California nurses call off Dignity strike after winning concessions

By | August 27, 2019

Dive Brief:

  • Nurses in Southern California hospitals in Oxnard, Northridge, and Camarillo reached a tentative agreement with employer Dignity Health on Friday to avoid a strike over staffing and safety issues.
  • The agreement comes just in time to avert a 10-day strike planned to start Aug. 30. The union withdrew its strike notice, which it issued on August 19.
  • The nurses were seeking improvements in nurse-patient staffing ratios and workplace safety, among other things. The tentative agreement is for a new five-year contract covering about 1,300 nurses at St. John’s Regional Medical Center, St. John’s Pleasant Valley Hospital, and Northridge Hospital Medical Center.

Dive Insight:

Labor disputes made healthcare headlines in 2018, with nurses demanding better staffing ratios from chains Tenet and Community Health Systems, University of California Health, Kaiser Permanente and a handful of smaller independent hospitals. In 2018, workers at Dignity Health, protested to “demand the corporation operate in the interests of patients, healthcare workers and communities.” ​

The current skirmish between Dignity Health and the nurses at the three hospitals involved nurse-to-patient staffing ratios, a hot-button issue that has led to labor unrest in other parts of the country, too — fueling strikes, rallies and even a midterm ballot initiative in Massachusetts.

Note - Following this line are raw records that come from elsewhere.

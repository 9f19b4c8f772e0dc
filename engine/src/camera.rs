//! Orthographic 3D camera for the viewport.

use horizon_types::Vec3;

pub const DEFAULT_ELEVATION: f64 = 30.0;
pub const DEFAULT_AZIMUTH: f64 = -60.0;
pub const MIN_ZOOM: f64 = 0.25;
pub const MAX_ZOOM: f64 = 8.0;
const ZOOM_STEP: f64 = 1.25;
const MAX_ELEVATION: f64 = 90.0;

/// A point in view space. `x` grows rightward, `y` upward, and larger `depth`
/// is closer to the viewer.
#[derive(Debug, Clone, Copy, PartialEq)]
pub struct Projected {
    pub x: f64,
    pub y: f64,
    pub depth: f64,
}

#[derive(Debug, Clone, Copy, PartialEq)]
pub struct Camera {
    /// Degrees above the disk plane.
    elevation: f64,
    /// Degrees around the z axis, in (-180, 180].
    azimuth: f64,
    zoom: f64,
}

impl Default for Camera {
    fn default() -> Self {
        Self {
            elevation: DEFAULT_ELEVATION,
            azimuth: DEFAULT_AZIMUTH,
            zoom: 1.0,
        }
    }
}

impl Camera {
    #[must_use]
    pub fn elevation(&self) -> f64 {
        self.elevation
    }

    #[must_use]
    pub fn azimuth(&self) -> f64 {
        self.azimuth
    }

    #[must_use]
    pub fn zoom(&self) -> f64 {
        self.zoom
    }

    pub fn rotate(&mut self, degrees: f64) {
        let mut azimuth = (self.azimuth + degrees) % 360.0;
        if azimuth > 180.0 {
            azimuth -= 360.0;
        } else if azimuth <= -180.0 {
            azimuth += 360.0;
        }
        self.azimuth = azimuth;
    }

    pub fn tilt(&mut self, degrees: f64) {
        self.elevation = (self.elevation + degrees).clamp(-MAX_ELEVATION, MAX_ELEVATION);
    }

    pub fn zoom_in(&mut self) {
        self.zoom = (self.zoom * ZOOM_STEP).min(MAX_ZOOM);
    }

    pub fn zoom_out(&mut self) {
        self.zoom = (self.zoom / ZOOM_STEP).max(MIN_ZOOM);
    }

    pub fn reset(&mut self) {
        *self = Self::default();
    }

    /// Project a world point. Coordinates are in world units scaled by zoom.
    #[must_use]
    pub fn project(&self, p: Vec3) -> Projected {
        let (sin_a, cos_a) = self.azimuth.to_radians().sin_cos();
        let (sin_e, cos_e) = self.elevation.to_radians().sin_cos();

        let right = Vec3::new(-sin_a, cos_a, 0.0);
        let up = Vec3::new(-sin_e * cos_a, -sin_e * sin_a, cos_e);
        let toward_eye = Vec3::new(cos_e * cos_a, cos_e * sin_a, sin_e);

        Projected {
            x: p.dot(right) * self.zoom,
            y: p.dot(up) * self.zoom,
            depth: p.dot(toward_eye),
        }
    }
}

#[cfg(test)]
mod tests {
    use horizon_types::Vec3;

    use super::{Camera, DEFAULT_AZIMUTH, DEFAULT_ELEVATION, MAX_ZOOM, MIN_ZOOM};

    fn close(a: f64, b: f64) -> bool {
        (a - b).abs() < 1e-12
    }

    #[test]
    fn side_view_maps_y_right_and_z_up() {
        let mut camera = Camera::default();
        camera.tilt(-DEFAULT_ELEVATION);
        camera.rotate(-DEFAULT_AZIMUTH);
        assert_eq!(camera.azimuth(), 0.0);

        let p = camera.project(Vec3::new(3.0, 1.0, 2.0));
        assert!(close(p.x, 1.0));
        assert!(close(p.y, 2.0));
        assert!(close(p.depth, 3.0));
    }

    #[test]
    fn top_down_view_ignores_height() {
        let mut camera = Camera::default();
        camera.tilt(180.0);
        assert_eq!(camera.elevation(), 90.0);
        let a = camera.project(Vec3::new(1.0, 2.0, 0.0));
        let b = camera.project(Vec3::new(1.0, 2.0, 5.0));
        assert!(close(a.x, b.x));
        assert!(close(a.y, b.y));
        assert!(b.depth > a.depth);
    }

    #[test]
    fn projection_preserves_length_at_unit_zoom() {
        let camera = Camera::default();
        let v = Vec3::new(0.3, -1.2, 0.7);
        let p = camera.project(v);
        let len = (p.x * p.x + p.y * p.y + p.depth * p.depth).sqrt();
        assert!(close(len, v.norm()));
    }

    #[test]
    fn azimuth_wraps_and_zoom_clamps() {
        let mut camera = Camera::default();
        camera.rotate(270.0);
        assert!(close(camera.azimuth(), -150.0));
        camera.rotate(-60.0);
        assert!(close(camera.azimuth(), 150.0));

        for _ in 0..40 {
            camera.zoom_in();
        }
        assert_eq!(camera.zoom(), MAX_ZOOM);
        for _ in 0..40 {
            camera.zoom_out();
        }
        assert_eq!(camera.zoom(), MIN_ZOOM);

        camera.reset();
        assert_eq!(camera, Camera::default());
    }
}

The tentative agreement between Dignity Health and the nurses at the three hospitals includes maintaining safe nurse-to-patient ratios and barring the use of “floating” nurses in certain hospital departments if they haven’t been specifically trained and validated to work there.

The proposed contract also includes measures to address security problems at the hospitals; an agreement to meet with nurses and study the impact of any reduction of support (non-nursing) staff; and making sure the nurse responsible for handling incoming ambulances is not given an additional patient load.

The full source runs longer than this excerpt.